-- WHAT TO PRODUCE --
Copy the lines below that contain "InvalidScore".
::::
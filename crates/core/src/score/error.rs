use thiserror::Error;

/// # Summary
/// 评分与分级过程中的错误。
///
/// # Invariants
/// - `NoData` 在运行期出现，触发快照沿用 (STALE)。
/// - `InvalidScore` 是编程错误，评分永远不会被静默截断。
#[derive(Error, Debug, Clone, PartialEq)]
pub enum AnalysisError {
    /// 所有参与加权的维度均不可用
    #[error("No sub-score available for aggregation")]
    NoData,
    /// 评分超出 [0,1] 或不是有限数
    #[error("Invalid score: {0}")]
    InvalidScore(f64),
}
::::
-- OUTPUT FOR THIS TASK --
/// - `InvalidScore` 是编程错误，评分永远不会被静默截断。
    InvalidScore(f64),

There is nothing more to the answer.